If your marriage is heading for a breakup, you may have justifiable concerns about protecting your child from the potentially damaging effects of a divorce. Children are intuitive, and you may find it is difficult to hide from them when you and their other parent are not getting along. In fact, if you and your spouse are harboring deeply negative emotions toward each other, you may wonder if co-parenting will even be possible.

Fortunately, there are ways you can deal with the complications co-parenting may present when your relationship with your ex is heated and hostile. It will be critical to keep your children's wellbeing in mind constantly when you interact with your ex, and you may have to take some drastic steps to protect yourself and your kids during this difficult adjustment period.

Making it work

Despite your negative feelings toward your ex, your children may love their other parent as much as they love you. Apart from cases of physical or emotional abuse, having two parents as loving and supportive factors in their lives is essential to the future stability of many children. This does not change the fact that co-parenting with someone you detest can seem next to impossible. However, following these, and other guidelines that your attorney may suggest, may allow you to share parenting responsibilities peacefully:

  • Avoid badmouthing your ex in front of the children or allowing them to speak negatively about their other parent.
  • Keep your expectations of your co-parent and your custody situation as realistic as possible.
  • Establish healthy boundaries that minimize the time you must spend with your ex.
  • Insist on consistent rules and schedules for the children between the two households.
  • Take advantage of technology to communicate with your ex to avoid conversations turning into arguments.
  • Consider using a third party to transport the children between your house and your ex's.

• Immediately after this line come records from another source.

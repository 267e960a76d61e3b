//! Behaviour tests for `MemStore`.

use rota_core::{
  Error,
  request::{NewRequest, ReasonCategory, RequestStatus, RequestStatusKind},
  schedule::SlotStatus,
  slot::{Period, Slot, Weekday},
  store::ReliefStore,
  summary::{RequestSummary, ScheduleSummary, department_counts},
  teacher::{Department, NewTeacher, Teacher},
};
use uuid::Uuid;

use crate::{MemStore, seed};

fn store() -> MemStore { MemStore::new() }

fn slot(day: Weekday, period: u8) -> Slot {
  Slot::new(day, Period::new(period).unwrap())
}

async fn add_teacher(
  store: &MemStore,
  name: &str,
  department: Department,
) -> Teacher {
  store
    .add_teacher(NewTeacher::new(name, department))
    .await
    .unwrap()
}

fn coverage_request(absent: &Teacher, slot: Slot) -> NewRequest {
  NewRequest::new(
    absent.teacher_id,
    slot,
    ReasonCategory::MedicalAppointment,
    "Admin",
  )
}

async fn slot_view(store: &MemStore, slot: Slot) -> rota_core::schedule::SlotView {
  let views = store.grid(Some(slot.day), Some(slot.period)).await.unwrap();
  assert_eq!(views.len(), 1);
  views.into_iter().next().unwrap()
}

// ─── Teacher directory ───────────────────────────────────────────────────────

#[tokio::test]
async fn add_and_get_teacher() {
  let s = store();

  let teacher = add_teacher(&s, "Ms. Johnson", Department::Mathematics).await;
  assert_eq!(teacher.department, Department::Mathematics);

  let fetched = s.get_teacher(teacher.teacher_id).await.unwrap();
  assert!(fetched.is_some());
  let fetched = fetched.unwrap();
  assert_eq!(fetched.teacher_id, teacher.teacher_id);
  assert_eq!(fetched.name, "Ms. Johnson");
}

#[tokio::test]
async fn get_teacher_missing_returns_none() {
  let s = store();
  let result = s.get_teacher(Uuid::new_v4()).await.unwrap();
  assert!(result.is_none());
}

#[tokio::test]
async fn list_teachers_filtered_by_department() {
  let s = store();
  add_teacher(&s, "Ms. Johnson", Department::Mathematics).await;
  add_teacher(&s, "Mr. Smith", Department::English).await;
  add_teacher(&s, "Ms. Davis", Department::Mathematics).await;

  let all = s.list_teachers(None).await.unwrap();
  assert_eq!(all.len(), 3);

  let maths = s
    .list_teachers(Some(Department::Mathematics))
    .await
    .unwrap();
  assert_eq!(maths.len(), 2);
  assert!(maths.iter().all(|t| t.department == Department::Mathematics));
}

#[tokio::test]
async fn blank_teacher_name_is_rejected() {
  let s = store();
  let err = s
    .add_teacher(NewTeacher::new("  ", Department::Art))
    .await
    .unwrap_err();
  assert!(matches!(err, Error::Validation(_)));
  assert!(s.list_teachers(None).await.unwrap().is_empty());
}

// ─── Grid ────────────────────────────────────────────────────────────────────

#[tokio::test]
async fn empty_grid_is_fully_available() {
  let s = store();
  let views = s.grid(None, None).await.unwrap();
  assert_eq!(views.len(), 40);
  assert!(views.iter().all(|v| v.status == SlotStatus::Available));
  assert!(views.iter().all(|v| v.assigned_teacher.is_none()));
}

#[tokio::test]
async fn grid_filters_by_day_and_period() {
  let s = store();

  let monday = s.grid(Some(Weekday::Monday), None).await.unwrap();
  assert_eq!(monday.len(), 8);
  assert!(monday.iter().all(|v| v.slot.day == Weekday::Monday));

  let view = slot_view(&s, slot(Weekday::Monday, 4)).await;
  assert_eq!(view.slot, slot(Weekday::Monday, 4));
}

// ─── Assignments ─────────────────────────────────────────────────────────────

#[tokio::test]
async fn upsert_assignment_sets_and_replaces() {
  let s = store();
  let johnson = add_teacher(&s, "Ms. Johnson", Department::Mathematics).await;
  let davis = add_teacher(&s, "Ms. Davis", Department::History).await;
  let target = slot(Weekday::Monday, 1);

  let view = s.upsert_assignment(target, johnson.teacher_id).await.unwrap();
  assert_eq!(view.status, SlotStatus::Assigned);
  assert_eq!(view.assigned_teacher, Some(johnson.teacher_id));

  // Last write wins.
  let view = s.upsert_assignment(target, davis.teacher_id).await.unwrap();
  assert_eq!(view.assigned_teacher, Some(davis.teacher_id));
  assert_eq!(
    s.grid(None, None)
      .await
      .unwrap()
      .iter()
      .filter(|v| v.status == SlotStatus::Assigned)
      .count(),
    1
  );
}

#[tokio::test]
async fn upsert_assignment_unknown_teacher_errors() {
  let s = store();
  let err = s
    .upsert_assignment(slot(Weekday::Monday, 1), Uuid::new_v4())
    .await
    .unwrap_err();
  assert!(matches!(err, Error::TeacherNotFound(_)));

  let view = slot_view(&s, slot(Weekday::Monday, 1)).await;
  assert_eq!(view.status, SlotStatus::Available);
}

#[tokio::test]
async fn mark_requested_over_foreign_assignment_errors() {
  let s = store();
  let johnson = add_teacher(&s, "Ms. Johnson", Department::Mathematics).await;
  let brown = add_teacher(&s, "Dr. Brown", Department::Science).await;
  let target = slot(Weekday::Monday, 1);

  s.upsert_assignment(target, johnson.teacher_id).await.unwrap();

  let err = s
    .mark_requested(target, brown.teacher_id, None, None)
    .await
    .unwrap_err();
  assert!(matches!(err, Error::SlotAlreadyAssigned(_)));

  // The assignment is untouched.
  let view = slot_view(&s, target).await;
  assert_eq!(view.assigned_teacher, Some(johnson.teacher_id));
  assert_eq!(view.absent_teacher, None);
}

You may try seeing yourself through your children's eyes. When you interact with your ex, keep in mind that the children may see or hear, and your emotions may be difficult to hide. Along with the many sacrifices you make for your children, taking the high road when it comes to your co-parent may be one of the most important.

Nevertheless, when things get difficult with your ex and you find yourself struggling to protect your rights provided through your court-ordered custody schedule, you may want to seek legal advice. A California attorney can provide you with guidance and resources to ensure your children's best interests are the first priority.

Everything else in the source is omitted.